Apparently Josh Weed is a marriage counsellor. Is this irony, a conflict of interest, or does it give him the ability to empathise with people who have incompatibilities in their relationships? I wonder what he advocates to his clients when they tell him they are living in impossible circumstances? Try harder, you can do it if I can? I worry that what his message ultimately says to young gay people is that it IS possible to get married and have a fulfilling sex life with the opposite sex if you'll just try hard enough and trust in god.

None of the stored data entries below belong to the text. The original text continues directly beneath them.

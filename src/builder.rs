//! Builder semantics: interpret a call chain rooted at an entity against the
//! entity's column catalog.
//!
//! - Steps are either chain-continuations or finishers; a finisher anywhere
//!   but last makes the chain unresolvable as a builder.
//! - `select`/`addSelect` keep a list of projection variants, one row type
//!   per variant.
//! - The last step maps the row to the chain's result (list, nullable row,
//!   page envelope, scalar, ...), falling back to the declared contracts.
pub mod projection;
pub mod paginator;

use std::collections::HashSet;
use indexmap::IndexMap;
use once_cell::sync::Lazy;

use crate::engine::Engine;
use crate::error::{InferError, Result};
use crate::provider::{Column, Contract, RowKey};
use crate::ty::{Kind, Type, COLLECTION_ORIGIN};
use crate::walk::{Argument, Walk};

pub use paginator::PageKind;
pub use projection::{ColumnRef, Projection};

// ------------------------------- Policy ---------------------------------- //

/// Methods that execute the query (fetch, aggregate, mutate, existence check).
static FINISHERS: Lazy<HashSet<&'static str>> = Lazy::new(|| {
    [
        "get", "all", "cursor", "lazy", "lazyById", "chunk", "chunkById", "each",
        "first", "firstOrFail", "firstOrNew", "firstOrCreate", "firstWhere", "sole",
        "find", "findOrFail", "findOrNew", "findMany", "value", "pluck",
        "count", "sum", "avg", "average", "min", "max", "exists", "doesntExist",
        "paginate", "simplePaginate", "cursorPaginate",
        "insert", "insertGetId", "insertOrIgnore", "update", "updateOrCreate", "upsert",
        "delete", "forceDelete", "create", "forceCreate", "increment", "decrement",
        "toSql", "dd", "dump",
    ]
    .into_iter()
    .collect()
});

pub fn is_finisher(name: &str) -> bool {
    FINISHERS.contains(name)
}

/// Eager-load paths from `with(...)`, as a tree of relation names.
#[derive(Clone, Debug, Default, PartialEq)]
pub struct RelationTree(IndexMap<String, RelationTree>);

impl RelationTree {
    pub fn is_empty(&self) -> bool { self.0.is_empty() }

    /// `"posts.author:id,name"` → posts → author.
    pub fn insert_path(&mut self, path: &str) {
        let mut node = self;
        for seg in path.split('.') {
            let name = seg.split(':').next().unwrap_or(seg).trim();
            if name.is_empty() { return; }
            node = node.0.entry(name.to_string()).or_default();
        }
    }

    fn add_argument(&mut self, arg: &Argument) {
        let alts = arg.string_alternatives();
        if !alts.is_empty() {
            for path in alts.iter().flatten() { self.insert_path(path); }
            return;
        }
        // `with(['posts' => fn ($q) => ...])`: relation names are the keys
        if let Some(shape) = arg.ty.as_array().and_then(|a| a.shape.as_ref()) {
            for key in shape.keys().filter(|k| k.parse::<usize>().is_err()) {
                self.insert_path(key);
            }
        }
    }
}

// ------------------------------ Resolution ------------------------------- //

impl<'a> Engine<'a> {
    /// Row type produced by the chain, or `None` when it is not a pure
    /// builder chain.
    pub fn resolve_row(&self, walk: &Walk) -> Result<Option<Type>> {
        let Some(entity) = walk.root.as_deref() else {
            return self.unresolved(None, "builder chain without a known root entity");
        };
        let last = walk.steps.len().saturating_sub(1);
        if let Some(step) = walk.steps.iter().take(last).find(|s| is_finisher(&s.name)) {
            return self.unresolved(Some(entity), format!("chain finished early by `{}`", step.name));
        }
        if self.config.verify_builder_methods {
            let unknown = walk.steps.iter()
                .find(|s| !Contract::ORDER.iter().any(|c| self.methods.has_method(*c, &s.name)));
            if let Some(step) = unknown {
                return self.unresolved(Some(entity), format!("`{}` is not a builder method", step.name));
            }
        }

        let mut variants = vec![Projection::everything()];
        let mut relations = RelationTree::default();
        for step in &walk.steps {
            match step.name.as_str() {
                "select" => variants = projection::apply_select(&step.args),
                "addSelect" => variants = projection::apply_add_select(&variants, &step.args),
                "get" | "first" if !step.args.is_empty() => {
                    variants = projection::apply_select(&step.args[..1]);
                }
                "with" => step.args.iter().for_each(|a| relations.add_argument(a)),
                _ => {}
            }
        }

        let budget = self.config.max_depth;
        let unprojected = variants == [Projection::everything()];
        let rows = if unprojected {
            vec![self.entity_row(entity, budget)?]
        } else {
            let columns = self.catalog_columns(entity)?;
            let mut rows = Vec::with_capacity(variants.len());
            for v in &variants {
                rows.push(self.project(entity, &columns, v, budget)?);
            }
            rows
        };
        let mut out = Vec::with_capacity(rows.len());
        for row in rows {
            out.push(self.attach_relations(row, entity, &relations, budget)?);
        }
        Ok(Some(Type::union(out)))
    }

    /// Result of the whole chain, keyed on its last step.
    pub fn resolve_result(&self, walk: &Walk) -> Result<Option<Type>> {
        let Some(terminal) = walk.last() else {
            return self.unresolved(walk.root.as_deref(), "bare entity reference");
        };
        let Some(row) = self.resolve_row(walk)? else {
            return Ok(None);
        };
        let entity = walk.root.as_deref().unwrap_or_default();
        let name = terminal.name.as_str();
        let collection = Some(COLLECTION_ORIGIN.to_string());

        let ty = match name {
            "get" | "all" | "cursor" | "lazy" | "lazyById" | "findMany" => {
                Type::list(row).with_origin(collection)
            }
            "pluck" => {
                let columns = self.catalog_columns(entity)?;
                let value = match terminal.args.first() {
                    Some(arg) => self.plucked(entity, &columns, arg)?.unwrap_or_default(),
                    None => Type::unknown(),
                };
                let key = match terminal.args.get(1) {
                    Some(arg) => self.plucked(entity, &columns, arg)?,
                    None => None,
                };
                Type::keyed(key, value).with_origin(collection)
            }
            "first" | "firstWhere" | "find" | "latest" | "oldest" => row.nullable(),
            "sole" | "create" | "forceCreate" | "updateOrCreate" => row,
            _ if ["OrFail", "OrNew", "OrCreate"].iter().any(|s| name.ends_with(s)) => row,
            "value" => {
                let columns = self.catalog_columns(entity)?;
                match terminal.args.first() {
                    Some(arg) => self.plucked(entity, &columns, arg)?.unwrap_or_default().nullable(),
                    None => Type::unknown(),
                }
            }
            "count" => {
                let mut t = Type::integer();
                if let Kind::Scalar(s) = &mut t.kind { s.minimum = Some(0.0.into()); }
                t
            }
            "exists" | "doesntExist" => Type::boolean(),
            _ => match PageKind::from_method(name) {
                Some(kind) => paginator::envelope(kind, row),
                None => return self.declared_return(entity, name, &terminal.arg_types()),
            },
        };
        Ok(Some(ty))
    }

    /// ORM contract first, raw query contract second.
    fn declared_return(&self, entity: &str, method: &str, args: &[Type]) -> Result<Option<Type>> {
        let found = Contract::ORDER.iter()
            .find_map(|c| self.methods.resolve_declared_method_return(*c, method, args));
        match found {
            Some(ty) => Ok(Some(ty)),
            None => self.unresolved(Some(entity), format!("builder method `{method}`")),
        }
    }

    // ------------------------------ Rows -------------------------------- //

    /// Catalog columns; a failing catalog degrades to no columns unless strict.
    pub(crate) fn catalog_columns(&self, entity: &str) -> Result<Vec<Column>> {
        match self.catalog.get_columns(entity) {
            Ok(columns) => Ok(columns),
            Err(source) if self.config.strict => Err(InferError::Catalog {
                entity: entity.to_string(),
                source,
            }),
            Err(source) => {
                self.note(Some(entity), format!("catalog unavailable: {source}"));
                Ok(Vec::new())
            }
        }
    }

    /// Full row of `entity`. Rows computed with the whole budget are cached.
    pub(crate) fn entity_row(&self, entity: &str, budget: usize) -> Result<Type> {
        if budget == 0 {
            return Ok(Type::unknown());
        }
        let build = || {
            let columns = self.catalog_columns(entity)?;
            self.project(entity, &columns, &Projection::everything(), budget)
        };
        if budget == self.config.max_depth {
            self.cache.get_or_try_insert(RowKey::new(entity, &self.config), build)
        } else {
            build()
        }
    }

    fn project(&self, entity: &str, columns: &[Column], projection: &Projection, budget: usize) -> Result<Type> {
        let visibility = self.catalog.get_visibility(entity);
        let table = self.catalog.table_name(entity);
        let mut props: IndexMap<String, Type> = IndexMap::new();

        let add_all = |props: &mut IndexMap<String, Type>| -> Result<()> {
            for col in columns.iter().filter(|c| visibility.allows(&c.name)) {
                props.insert(col.name.clone(), self.column_type(col, budget)?);
            }
            Ok(())
        };
        if projection.all {
            add_all(&mut props)?;
        }
        for cref in &projection.columns {
            if cref.is_wildcard() {
                if cref.is_local(table.as_deref()) { add_all(&mut props)?; }
                continue;
            }
            let name = cref.output_name();
            if !visibility.allows(name) {
                continue;
            }
            let ty = self.column_ref_type(columns, cref, table.as_deref(), budget)?;
            props.insert(name.to_string(), ty.with_required(true));
        }
        Ok(Type::object(props, Some(entity.to_string())))
    }

    fn column_ref_type(&self, columns: &[Column], cref: &ColumnRef, table: Option<&str>, budget: usize) -> Result<Type> {
        if !cref.is_local(table) {
            return Ok(Type::unknown());
        }
        match columns.iter().find(|c| c.name == cref.column) {
            Some(col) => self.column_type(col, budget),
            None => Ok(Type::unknown()),
        }
    }

    fn column_type(&self, col: &Column, budget: usize) -> Result<Type> {
        let ty = self.expand_entities(&col.ty, budget.saturating_sub(1))?;
        let ty = if col.nullable { ty.nullable() } else { ty };
        Ok(ty.with_required(true))
    }

    /// Replace entity references (property-less objects tagged with an
    /// entity name) by that entity's row, within the remaining budget.
    fn expand_entities(&self, ty: &Type, budget: usize) -> Result<Type> {
        match &ty.kind {
            Kind::Object(obj) => match obj.entity_ref() {
                Some(target) => {
                    let mut row = self.entity_row(target, budget)?;
                    row.required = ty.required;
                    row.description = ty.description.clone();
                    Ok(row)
                }
                None => Ok(ty.clone()),
            },
            Kind::Union { members } => {
                let mut out = Vec::with_capacity(members.len());
                for m in members { out.push(self.expand_entities(m, budget)?); }
                let mut u = Type::union(out);
                u.required = ty.required;
                Ok(u)
            }
            _ => Ok(ty.clone()),
        }
    }

    fn attach_relations(&self, mut row: Type, entity: &str, tree: &RelationTree, budget: usize) -> Result<Type> {
        if tree.is_empty() || budget == 0 {
            return Ok(row);
        }
        let Kind::Object(obj) = &mut row.kind else {
            return Ok(row);
        };
        let visibility = self.catalog.get_visibility(entity);
        for (name, nested) in &tree.0 {
            if !visibility.allows(name) {
                continue;
            }
            let Some(relation) = self.catalog.get_relation(entity, name) else {
                self.note(Some(entity), format!("unknown relation `{name}`"));
                continue;
            };
            let target = self.entity_row(&relation.target, budget - 1)?;
            let target = self.attach_relations(target, &relation.target, nested, budget - 1)?;
            let ty = if relation.many {
                Type::list(target).with_origin(Some(COLLECTION_ORIGIN.to_string()))
            } else {
                target.nullable()
            };
            obj.properties.insert(name.clone(), ty.with_required(true));
        }
        Ok(row)
    }

    /// Union of the catalog types of the columns a pluck-style argument names.
    fn plucked(&self, entity: &str, columns: &[Column], arg: &Argument) -> Result<Option<Type>> {
        let names: Vec<String> = arg.string_alternatives().into_iter().flatten().collect();
        if names.is_empty() {
            self.note(Some(entity), "pluck argument is not a literal column name");
            return Ok(None);
        }
        let table = self.catalog.table_name(entity);
        let mut types = Vec::with_capacity(names.len());
        for name in &names {
            let cref = ColumnRef::parse(name);
            let ty = self.column_ref_type(columns, &cref, table.as_deref(), self.config.max_depth)?;
            types.push(ty.with_required(false));
        }
        Ok(Some(Type::union(types)))
    }
}

// ------------------------------- Tests ------------------------------------ //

I predict he'll try and do the right thing by his kids (and his wife) but his marriage to his wife will likely change when the children are out of the house...even if he and she do stay married. I don't mean to be harsh and, of course, I'm speculating but thinking of spending an eternity in a physical and emotional relationship with someone in a commitment like Mormons purport to have, and it being the wrong sort for your orientation - if he IS gay - will cause him (and his family) misery in the long run. Then again, there is a part of me that thinks, 'If he says he's gay, then he is gay,' in the same way that people who feel gender dysmorphia are willing to say they have a sex/gender disconnect and I believe them. It's a big risk to say you're gay, stay married, remain a counsellor for traditional married couples if there's nothing in it for you. I wonder what's in it for Josh? A book? Limelight? More LDS clients who want to be able to do what they think he's managed to do?? Sorry for my scepticism.
Fuck, what a trainwreck.
I don't recall exactly where I saw this linked, but he specifically is an "sexual addiction/unwanted sexual attraction" counselor: http://www.truthwinsout.org/blog/2012/06/26249/
One of the comments on that page points out, "He is the Warren Throckmorton camp of ex-gay therapy. He doesn’t want to literally turn people straight (as in actual conversion therapy). He even helps them to accept that they are gay. But his clients are highly religious, so the only option is either celibacy or a sham marriage. He then helps to make one of those two options work.
So don’t accuse him of offering conversion therapy. He will rightfully deny these charges. His approach is more subtle, but dangerous in its own ways. And also unfair to the spouses of these men."
Another thing that I find interesting is that he also lists "sexual identity issues" as one of the things he treats. I'm going to assume he means trans issues, but I doubt he actually follows the current recommend treatment for transpeople, you know, to actually transition to their actual gender or sexual identity!